§ **Data to process**:
──────────

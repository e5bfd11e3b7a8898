//! Flush coordinator owning the event queue and its triggers.

use crate::triggers::PeriodicTrigger;
use crate::{
    Acknowledgement, AttemptPayload, AttemptRecord, Batch, BatchTransport, BufferStats,
    EventQueue, LifecycleEvent, StatsTracker,
};
use parking_lot::Mutex;
use std::sync::atomic::{AtomicBool, AtomicU64, Ordering};
use std::sync::Arc;
use tokio::sync::OwnedMutexGuard;
use tokio::time::{Duration, Instant};
use tracing::{debug, error, info, warn};

/// Shortest period the background flush timer runs at.
const MIN_TIMER_PERIOD: Duration = Duration::from_millis(1);

/// Coordinator configuration.
#[derive(Debug, Clone)]
pub struct OutboxConfig {
    /// Queue length that fires the size trigger.
    pub max_buffer_size: usize,
    /// Minimum spacing between rate-limited flushes.
    pub min_flush_interval: Duration,
    /// Period of the background flush timer.
    pub flush_interval: Duration,
    /// Hard cap on buffered records.
    pub max_queue_len: usize,
}

impl Default for OutboxConfig {
    fn default() -> Self {
        Self {
            max_buffer_size: 5,
            min_flush_interval: Duration::from_secs(1),
            flush_interval: Duration::from_secs(30),
            max_queue_len: crate::queue::DEFAULT_MAX_QUEUE_LEN,
        }
    }
}

/// What a flush call did.
#[derive(Debug, Clone, Copy, PartialEq, Eq)]
pub enum FlushOutcome {
    /// Nothing was queued; no network call was made.
    Empty,
    /// Skipped because the previous flush started less than the minimum interval ago.
    RateLimited,
    /// Skipped because another submission is still in flight.
    Busy,
    /// The backend acknowledged every record.
    Delivered { records: usize, duration_ms: u64 },
    /// Submission failed; the batch is back at the head of the queue.
    Requeued { records: usize },
    /// Best-effort hand-off accepted by the transport.
    Dispatched { records: usize },
    /// Best-effort hand-off refused; the records are gone.
    Lost { records: usize },
}

impl FlushOutcome {
    /// True when nothing is left to retry for this call.
    pub fn is_success(&self) -> bool {
        matches!(
            self,
            FlushOutcome::Empty | FlushOutcome::Delivered { .. } | FlushOutcome::Dispatched { .. }
        )
    }
}

#[derive(Debug, Clone, Copy, PartialEq, Eq)]
enum FlushMode {
    RateLimited,
    Forced,
}

/// State shared with spawned flush tasks and the periodic timer.
struct Shared {
    config: OutboxConfig,
    queue: EventQueue,
    stats: StatsTracker,
    transport: Arc<dyn BatchTransport>,
    /// Held for the whole submission, so at most one batch is in flight.
    send_gate: Arc<tokio::sync::Mutex<()>>,
    last_flush_started: Mutex<Option<Instant>>,
    next_sequence: AtomicU64,
}

impl Shared {
    fn within_min_interval(&self) -> bool {
        match *self.last_flush_started.lock() {
            Some(started) => started.elapsed() < self.config.min_flush_interval,
            None => false,
        }
    }

    /// Claim the send gate and drain without suspending.
    fn begin_rate_limited(&self) -> Result<(OwnedMutexGuard<()>, Batch), FlushOutcome> {
        if self.queue.is_empty() {
            return Err(FlushOutcome::Empty);
        }
        let guard = self
            .send_gate
            .clone()
            .try_lock_owned()
            .map_err(|_| FlushOutcome::Busy)?;
        if self.within_min_interval() {
            return Err(FlushOutcome::RateLimited);
        }
        let batch = self.queue.drain_all().ok_or(FlushOutcome::Empty)?;
        *self.last_flush_started.lock() = Some(Instant::now());
        Ok((guard, batch))
    }

    async fn flush(&self, mode: FlushMode) -> FlushOutcome {
        let (guard, batch) = match mode {
            FlushMode::RateLimited => match self.begin_rate_limited() {
                Ok(claimed) => claimed,
                Err(outcome) => {
                    debug!(?outcome, "Flush skipped");
                    return outcome;
                }
            },
            FlushMode::Forced => {
                if self.queue.is_empty() {
                    return FlushOutcome::Empty;
                }
                let guard = self.send_gate.clone().lock_owned().await;
                let Some(batch) = self.queue.drain_all() else {
                    return FlushOutcome::Empty;
                };
                *self.last_flush_started.lock() = Some(Instant::now());
                (guard, batch)
            }
        };

        self.submit(batch, guard).await
    }

    async fn submit(&self, batch: Batch, _gate: OwnedMutexGuard<()>) -> FlushOutcome {
        let records = batch.len();

        match self.transport.send_async(&batch).await {
            Ok(report) => {
                self.stats.record_flush_success(records);
                info!(
                    batch_id = %batch.batch_id,
                    records,
                    duration_ms = report.duration_ms,
                    "Batch acknowledged"
                );
                FlushOutcome::Delivered {
                    records,
                    duration_ms: report.duration_ms,
                }
            }
            Err(e) => {
                let batch_id = batch.batch_id.clone();
                let evicted = self.queue.prepend_batch(batch);
                self.stats.record_dropped(evicted);
                self.stats.record_flush_failure(&e.to_string());
                warn!(
                    batch_id = %batch_id,
                    records,
                    error = %e,
                    "Batch send failed, returned for retry"
                );
                FlushOutcome::Requeued { records }
            }
        }
    }

    fn flush_synchronous(&self) -> FlushOutcome {
        let Some(batch) = self.queue.drain_all() else {
            return FlushOutcome::Empty;
        };
        let records = batch.len();

        if self.transport.send_best_effort(&batch) {
            self.stats.record_flush_success(records);
            info!(batch_id = %batch.batch_id, records, "Batch handed to best-effort delivery");
            FlushOutcome::Dispatched { records }
        } else {
            self.stats.record_lost(records);
            error!(
                batch_id = %batch.batch_id,
                records,
                "Best-effort delivery refused, records lost"
            );
            FlushOutcome::Lost { records }
        }
    }
}

/// Owns the event queue and serializes every flush against it.
///
/// One instance is created per app lifetime and shared by reference (wrap
/// it in an `Arc`). Producers only see `enqueue` and the flush entry
/// points; the queue and counters stay private.
///
/// # Lifecycle
///
/// 1. Create with [`FlushCoordinator::new()`]; the periodic timer starts
///    immediately and the lifecycle trigger is attached.
/// 2. Producers call [`FlushCoordinator::enqueue()`].
/// 3. The host forwards visibility changes to
///    [`FlushCoordinator::handle_lifecycle()`].
/// 4. Call [`FlushCoordinator::destroy()`] at teardown.
pub struct FlushCoordinator {
    shared: Arc<Shared>,
    runtime: tokio::runtime::Handle,
    periodic: Mutex<Option<PeriodicTrigger>>,
    lifecycle_attached: AtomicBool,
    destroyed: AtomicBool,
}

impl FlushCoordinator {
    /// Create a coordinator and start its periodic trigger on `runtime`.
    pub fn new(
        config: OutboxConfig,
        transport: Arc<dyn BatchTransport>,
        runtime: tokio::runtime::Handle,
    ) -> Self {
        let shared = Arc::new(Shared {
            queue: EventQueue::new(config.max_queue_len),
            stats: StatsTracker::new(),
            transport,
            send_gate: Arc::new(tokio::sync::Mutex::new(())),
            last_flush_started: Mutex::new(None),
            next_sequence: AtomicU64::new(0),
            config,
        });

        let mut timer_period = shared.config.flush_interval;
        if timer_period < MIN_TIMER_PERIOD {
            warn!(
                flush_interval_ms = timer_period.as_millis() as u64,
                "Flush interval below 1ms, clamping the periodic timer"
            );
            timer_period = MIN_TIMER_PERIOD;
        }

        let timer_shared = shared.clone();
        let periodic = PeriodicTrigger::spawn(&runtime, timer_period, move || {
            let shared = timer_shared.clone();
            async move {
                if shared.queue.is_empty() {
                    return;
                }
                debug!(queued = shared.queue.len(), "Periodic flush");
                shared.flush(FlushMode::RateLimited).await;
            }
        });

        info!(
            max_buffer_size = shared.config.max_buffer_size,
            flush_interval_ms = shared.config.flush_interval.as_millis() as u64,
            "Flush coordinator started"
        );

        Self {
            shared,
            runtime,
            periodic: Mutex::new(Some(periodic)),
            lifecycle_attached: AtomicBool::new(true),
            destroyed: AtomicBool::new(false),
        }
    }

    pub fn config(&self) -> &OutboxConfig {
        &self.shared.config
    }

    /// Buffer one attempt.
    ///
    /// Returns immediately with the optimistic acknowledgement. When the
    /// queue reaches `max_buffer_size` the batch is drained before this
    /// returns and submitted on a spawned task.
    pub fn enqueue(
        &self,
        session_id: &str,
        game_type: &str,
        payload: AttemptPayload,
        skip_downstream_scheduling: bool,
    ) -> Option<Acknowledgement> {
        let sequence = self.shared.next_sequence.fetch_add(1, Ordering::SeqCst);
        let record = AttemptRecord::new(
            session_id,
            game_type,
            payload,
            skip_downstream_scheduling,
            sequence,
        );
        let acknowledgement = record.provisional_award();

        let appended = self.shared.queue.append(record);
        self.shared.stats.record_enqueued(appended.evicted);
        debug!(session_id, game_type, sequence, queued = appended.len, "Enqueued attempt");

        if appended.len >= self.shared.config.max_buffer_size {
            match self.shared.begin_rate_limited() {
                Ok((gate, batch)) => {
                    debug!(records = batch.len(), "Size threshold reached, flushing");
                    let shared = self.shared.clone();
                    self.runtime.spawn(async move {
                        shared.submit(batch, gate).await;
                    });
                }
                Err(outcome) => {
                    debug!(?outcome, queued = appended.len, "Size-triggered flush deferred");
                }
            }
        }

        acknowledgement
    }

    /// Flush whatever is queued, subject to the minimum interval.
    ///
    /// Never returns an error: a failed submission is requeued and logged.
    pub async fn flush(&self) -> FlushOutcome {
        self.shared.flush(FlushMode::RateLimited).await
    }

    /// Flush ignoring the minimum interval, waiting for any in-flight batch first.
    pub async fn flush_now(&self) -> FlushOutcome {
        self.shared.flush(FlushMode::Forced).await
    }

    /// Drain and hand everything to best-effort delivery without suspending.
    ///
    /// There is no retry on this path.
    pub fn flush_synchronous(&self) -> FlushOutcome {
        self.shared.flush_synchronous()
    }

    /// Lifecycle trigger entry point, called from the host's visibility hooks.
    pub fn handle_lifecycle(&self, event: LifecycleEvent) -> FlushOutcome {
        if !self.lifecycle_attached.load(Ordering::SeqCst) {
            debug!(?event, "Lifecycle trigger detached, ignoring");
            return FlushOutcome::Empty;
        }
        if !event.requires_flush() {
            return FlushOutcome::Empty;
        }
        info!(?event, queued = self.shared.queue.len(), "Lifecycle flush");
        self.flush_synchronous()
    }

    /// Read-only snapshot of the counters.
    pub fn get_stats(&self) -> BufferStats {
        self.shared.stats.snapshot(self.shared.queue.len())
    }

    pub fn is_destroyed(&self) -> bool {
        self.destroyed.load(Ordering::SeqCst)
    }

    /// Stop the timer, detach the lifecycle trigger and hand any remaining
    /// records to best-effort delivery.
    ///
    /// An in-flight asynchronous submission is not cancelled; its outcome is
    /// still applied to the queue.
    pub fn destroy(&self) -> FlushOutcome {
        if self.destroyed.swap(true, Ordering::SeqCst) {
            return FlushOutcome::Empty;
        }

        if let Some(periodic) = self.periodic.lock().take() {
            periodic.stop();
        }
        self.lifecycle_attached.store(false, Ordering::SeqCst);

        let outcome = if self.shared.queue.is_empty() {
            FlushOutcome::Empty
        } else {
            self.flush_synchronous()
        };

        info!(?outcome, "Flush coordinator destroyed");
        outcome
    }
}

impl Drop for FlushCoordinator {
    fn drop(&mut self) {
        if let Some(periodic) = self.periodic.get_mut().take() {
            periodic.stop();
        }
        if !self.is_destroyed() && !self.shared.queue.is_empty() {
            warn!(
                queued = self.shared.queue.len(),
                "Flush coordinator dropped without destroy()"
            );
        }
    }
}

──────────

§ **Exercise description**:
The answer should consist only of the lines from the line containing "if let Some(periodic) = self.periodic.get_mut().take()" through the final line of the listing above, reproduced exactly.

§ **Exercise output**:
        if let Some(periodic) = self.periodic.get_mut().take() {
            periodic.stop();
        }
        if !self.is_destroyed() && !self.shared.queue.is_empty() {
            warn!(
                queued = self.shared.queue.len(),
                "Flush coordinator dropped without destroy()"
            );
        }
    }
}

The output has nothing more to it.